Did you catch the news headlines yesterday about the Italian researchers who hope to open the tomb of Leonardo da Vinci in France in order to reconstruct his face? They are keen to see whether the Renaissance artist was indulging in his well-known love of riddles when he painted the Mona Lisa. For years, some some scholars have hypothesized that the mysterious beauty in the painting was a self-portrait in drag.
My first reaction to this proposed project was to shake my head in disbelief. Is this really a valid reason to disturb the sleep of the dead, particularly someone so deserving of our respect? Are we so driven by curiosity that we need to rummage through chill church tombs and peer at the bones of the dead in order to answer a question that is on the level of a barroom bet?
And I was not reassured when I Googled the team’s spokesperson, Giorgio Gruppioni, a bioanthropologist at the University of Bologna. In 2009, Gruppioni and several colleagues reconstructed the face of one of Italy’s greatest poets, Dante Alighieri, using the cranial data that researchers recorded in 1921 when officially identifying Dante’s remains. And just a few weeks ago, Gruppioni and colleagues recovered what they hope will be the remains of the great 17th century Italian painter, Caravaggio. Once again, the team announced plans to reconstruct Caravaggio’s face. Gruppioni and his colleagues seem awfully interested in surface appearances.
But the more I thought about it, the more I began to see a legitimate context for these projects. For the past two decades, several Italian research teams led by pathologists and anthropologists have been prying open Renaissance tombs and reliquaries to gather vital scientific data. One of the leading researchers in this field, University of Pisa pathologist Gino Fornaciari has spearheaded several of these projects, exhuming such Renaissance luminaries as Cosimo I de’ Medici, Ferdinand II of Aragon, and Maria D’Aragona, one of the greatest beauties of her day.
I have met and talked at length with Fornaciari, and can attest to his interest in serious science. And I was really intrigued today when I checked out his recent publications to see what science had learned from all these rude awakenings of the dead. His papers covered a wide range of subjects–the methods that Renaissance embalmers employed to artificially mummify royalty in 16th century Europe; the species of lice that clung to the mummified remains of Ferdinand II (revealing that these parasites plagued even the wealthiest during the Renaissance); and the human papillomavirus (HPV) that infected Maria D’Aragona. The latter study will permit medical researchers to study the evolution of this important virus, a major cause of cervical cancer, perhaps giving them clues to new treatments.
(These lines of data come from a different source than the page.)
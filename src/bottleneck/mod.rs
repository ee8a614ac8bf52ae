// Duration-based bottleneck analysis
//
// Objective: rank activities by how long cases sit at them before moving
// on, not by how often they occur.
//
// Key insight: a frequent activity can be instant while a rare approval
// step holds every case for hours. Counting edges finds structure; only
// elapsed time finds the queue.
//
// The mean time-to-next-event is a proxy signal, not a queueing-delay
// measurement. No variance or percentile reporting here.

mod gaps;
mod ranking;

pub use gaps::{case_gaps, flag_short_gaps, EventGap};
pub use ranking::{rank_bottlenecks, ActivityDuration};
//! CSV input parsing for event logs
//!
//! A small reader for the three-column event log table. Handles the quoting
//! rules the CSV writers in this crate emit: fields wrapped in double quotes
//! may contain commas, embedded quotes doubled as `""`, and newlines. No
//! type coercion happens here; fields stay strings and the validator decides
//! what they mean.

/// One data row as read from the input, before validation.
#[derive(Debug, Clone, PartialEq)]
pub struct RawRecord {
    /// 1-based line number the record started on.
    pub line: usize,
    /// Field values in column order, unquoted but otherwise untouched.
    pub fields: Vec<String>,
}

/// The parsed table: normalised header plus data rows.
#[derive(Debug, Clone, Default)]
pub struct RawTable {
    /// Header names after normalisation (trimmed, lowercased).
    pub headers: Vec<String>,
    /// Data rows in input order.
    pub records: Vec<RawRecord>,
}

impl RawTable {
    /// Index of a column by its normalised name.
    pub fn column(&self, name: &str) -> Option<usize> {
        self.headers.iter().position(|h| h == name)
    }
}

/// Normalise a header cell: trim surrounding whitespace, lowercase.
///
/// Column matching is case-insensitive, so `Case_ID` and `case_id` both
/// resolve to the same column.
fn normalize_header(raw: &str) -> String {
    raw.trim().to_lowercase()
}

/// Parse CSV text into a header row and data records.
///
/// The first non-empty record becomes the header. A leading UTF-8 byte
/// order mark is dropped before it can glue itself to the first header
/// cell. Blank lines are skipped. A trailing newline does not produce an
/// empty record. Input with no rows at all yields an empty table; the
/// validator reports that as a schema defect.
pub fn parse(text: &str) -> RawTable {
    // Excel exports lead with a UTF-8 BOM; U+FEFF is not whitespace and
    // would survive the header trim.
    let text = text.strip_prefix('\u{feff}').unwrap_or(text);

    let mut records: Vec<RawRecord> = Vec::new();

    let mut fields: Vec<String> = Vec::new();
    let mut field = String::new();
    let mut in_quotes = false;
    let mut line = 1usize;
    let mut record_line = 1usize;

    let mut chars = text.chars().peekable();
    while let Some(ch) = chars.next() {
        match ch {
            '"' if in_quotes => {
                if chars.peek() == Some(&'"') {
                    chars.next();
                    field.push('"');
                } else {
                    in_quotes = false;
                }
            }
            '"' if field.is_empty() => in_quotes = true,
            '"' => field.push('"'),
            ',' if !in_quotes => {
                fields.push(std::mem::take(&mut field));
            }
            '\r' if !in_quotes => {}
            '\n' if !in_quotes => {
                if !fields.is_empty() || !field.is_empty() {
                    fields.push(std::mem::take(&mut field));
                    records.push(RawRecord {
                        line: record_line,
                        fields: std::mem::take(&mut fields),
                    });
                }
                line += 1;
                record_line = line;
            }
            '\n' => {
                field.push('\n');
                line += 1;
            }
            _ => field.push(ch),
        }
    }
    if !fields.is_empty() || !field.is_empty() {
        fields.push(field);
        records.push(RawRecord {
            line: record_line,
            fields,
        });
    }

    let mut rows = records.into_iter();
    let headers = rows
        .next()
        .map(|header| header.fields.iter().map(|h| normalize_header(h)).collect())
        .unwrap_or_default();

    RawTable {
        headers,
        records: rows.collect(),
    }
}
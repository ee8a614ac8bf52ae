use anyhow::{Context, Result};
use clap::Parser;
use sendero::cli::{Cli, CsvTable, OutputFormat};
use sendero::{csv_output, json_output, pipeline, sample, text_output};
use tracing_subscriber::EnvFilter;

/// Initialize tracing subscriber for debug output
fn init_tracing(debug: bool) {
    if debug {
        tracing_subscriber::fmt()
            .with_env_filter(
                EnvFilter::from_default_env().add_directive(tracing::Level::DEBUG.into()),
            )
            .with_writer(std::io::stderr)
            .init();
    }
}

/// Read the event log text: the given file, or the bundled invoice
/// sample when no path was supplied.
fn read_log(args: &Cli) -> Result<String> {
    match &args.log {
        Some(path) => std::fs::read_to_string(path)
            .with_context(|| format!("failed to read event log {}", path.display())),
        None => {
            tracing::info!("no log path given; analysing the bundled invoice sample");
            Ok(sample::INVOICE_LOG.to_string())
        }
    }
}

fn main() -> Result<()> {
    let args = Cli::parse();

    if args.short_gap_minutes < 0.0 {
        anyhow::bail!(
            "Invalid value for --short-gap-minutes: {} (must be >= 0)",
            args.short_gap_minutes
        );
    }

    // Initialize tracing if --debug flag is set
    init_tracing(args.debug);

    let text = read_log(&args)?;
    let analysis = pipeline::analyze(&text, &args.options())?;

    match args.format {
        OutputFormat::Text => {
            print!("{}", text_output::render(&analysis, args.preview_rows));
        }
        OutputFormat::Json => {
            let output = json_output::JsonOutput::from_analysis(&analysis);
            println!("{}", output.to_json()?);
        }
        OutputFormat::Csv => {
            let table = match args.table {
                CsvTable::Edges => csv_output::edges_csv(&analysis.dfg),
                CsvTable::Durations => csv_output::durations_csv(&analysis.bottlenecks),
            };
            print!("{}", table);
        }
    }

    Ok(())
}
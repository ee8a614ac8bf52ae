//! End-to-end analysis pipeline
//!
//! Runs the full batch transform over one event log:
//! 1. Parse the raw CSV text into rows
//! 2. Validate the schema and drop defective rows
//! 3. Sequence events into per-case traces
//! 4. Build the directly-follows graph
//! 5. Collect start and end boundary sets
//! 6. Extract inter-event gaps and rank bottlenecks
//!
//! The whole run is a pure function of the input text plus options. It
//! holds no state between invocations, so concurrent runs on independent
//! logs need no locking.

use crate::boundary::BoundarySets;
use crate::bottleneck::{case_gaps, flag_short_gaps, rank_bottlenecks, ActivityDuration, EventGap};
use crate::csv_input;
use crate::dfg::Dfg;
use crate::event::Event;
use crate::sequence::{sequence_cases, CaseTrace};
use crate::validate::{validate, Result, ValidationReport};

/// Tunable knobs of an analysis run.
#[derive(Debug, Clone)]
pub struct AnalyzeOptions {
    /// Activity labels treated as synthetic case boundaries; excluded
    /// from the bottleneck aggregates
    pub boundary_labels: Vec<String>,

    /// Gaps shorter than this many hours are flagged for review
    pub short_gap_hours: f64,
}

impl Default for AnalyzeOptions {
    fn default() -> Self {
        Self {
            boundary_labels: vec!["Start".to_string(), "End".to_string()],
            // One minute
            short_gap_hours: 1.0 / 60.0,
        }
    }
}

/// Everything one analysis run produces.
#[derive(Debug, Clone)]
pub struct ProcessAnalysis {
    /// Validated events, sorted by case then timestamp
    pub events: Vec<Event>,

    /// Row-level defects found during validation
    pub report: ValidationReport,

    /// Per-case ordered event sequences
    pub traces: Vec<CaseTrace>,

    /// The discovered process model
    pub dfg: Dfg,

    /// Distinct first and last activities across cases
    pub boundaries: BoundarySets,

    /// Activities ranked by mean dwell time, slowest first
    pub bottlenecks: Vec<ActivityDuration>,

    /// Implausibly short gaps surfaced for review
    pub short_gaps: Vec<EventGap>,
}

impl ProcessAnalysis {
    /// True when validation left nothing to analyse.
    pub fn is_empty(&self) -> bool {
        self.traces.is_empty()
    }

    pub fn case_count(&self) -> usize {
        self.traces.len()
    }

    pub fn event_count(&self) -> usize {
        self.events.len()
    }
}

/// Run the whole pipeline over one CSV event log.
///
/// Fails only on table-scoped defects (missing required columns, empty
/// input). Row-scoped defects drop the row and land in the report; a log
/// where every row drops still succeeds, with empty aggregates.
pub fn analyze(text: &str, options: &AnalyzeOptions) -> Result<ProcessAnalysis> {
    let table = csv_input::parse(text);
    let log = validate(&table)?;

    let traces = sequence_cases(&log.events);
    tracing::info!(
        cases = traces.len(),
        events = log.events.len(),
        "event log sequenced"
    );

    let dfg = Dfg::from_traces(&traces);
    let boundaries = BoundarySets::from_traces(&traces);

    let gaps = case_gaps(&traces);
    let short_gaps = flag_short_gaps(&gaps, options.short_gap_hours);
    let bottlenecks = rank_bottlenecks(&gaps, &options.boundary_labels);

    Ok(ProcessAnalysis {
        events: log.events,
        report: log.report,
        traces,
        dfg,
        boundaries,
        bottlenecks,
        short_gaps,
    })
}
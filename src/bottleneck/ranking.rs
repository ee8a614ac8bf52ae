// Mean dwell-time ranking
//
// Groups gaps by activity and ranks by mean hours, slowest first. Events
// carrying a boundary label are dropped before grouping so synthetic
// Start/End markers never top the table.

use crate::bottleneck::gaps::EventGap;
use std::collections::HashMap;

/// Aggregated wait statistics for one activity.
#[derive(Debug, Clone, PartialEq)]
pub struct ActivityDuration {
    /// Activity label
    pub activity: String,

    /// Mean hours until the next event, rounded to two decimals
    pub mean_hours: f64,

    /// Number of gaps measured
    pub samples: usize,

    /// Summed hours across all gaps, rounded to two decimals
    pub total_hours: f64,
}

/// Round to two decimal places, ties to even.
pub(crate) fn round2(value: f64) -> f64 {
    (value * 100.0).round_ties_even() / 100.0
}

/// Rank activities by mean dwell time, descending.
///
/// Ties on the unrounded mean break by activity label so the ranking is
/// total and rerunning the pipeline reproduces it byte for byte.
pub fn rank_bottlenecks(gaps: &[EventGap], boundary_labels: &[String]) -> Vec<ActivityDuration> {
    let mut grouped: HashMap<&str, Vec<f32>> = HashMap::new();
    for gap in gaps {
        if boundary_labels.iter().any(|label| label == &gap.activity) {
            continue;
        }
        grouped
            .entry(gap.activity.as_str())
            .or_default()
            .push(gap.hours as f32);
    }

    // SIMD-backed mean and sum per activity
    let mut ranking: Vec<(String, f64, usize, f64)> = grouped
        .into_iter()
        .map(|(activity, hours)| {
            let v = trueno::Vector::from_slice(&hours);
            let mean = f64::from(v.mean().unwrap_or(0.0));
            let total = f64::from(v.sum().unwrap_or(0.0));
            (activity.to_string(), mean, hours.len(), total)
        })
        .collect();

    ranking.sort_by(|a, b| {
        b.1.partial_cmp(&a.1)
            .unwrap_or(std::cmp::Ordering::Equal)
            .then_with(|| a.0.cmp(&b.0))
    });

    tracing::info!(activities = ranking.len(), "bottleneck ranking computed");

    ranking
        .into_iter()
        .map(|(activity, mean, samples, total)| ActivityDuration {
            activity,
            mean_hours: round2(mean),
            samples,
            total_hours: round2(total),
        })
        .collect()
}
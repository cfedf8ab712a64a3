//! Word and character counting for submitted text

/// Number of words: contiguous runs of non-whitespace characters.
pub fn word_count(text: &str) -> usize {
    text.split_whitespace().count()
}

/// Number of characters (Unicode scalar values, not bytes).
pub fn char_count(text: &str) -> usize {
    text.chars().count()
}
If the team that wants to open Leonardo da Vinci’s grave obtains permission to do so, I strongly suspect that they will make the most of this rare opportunity, gathering all the relevant samples and data to do key pathological and bioarchaeological studies. I personally don’t care whether the great artist painted the Mona Lisa in his own image. But I’d love to know more about the health and life of this great Renaissance artist.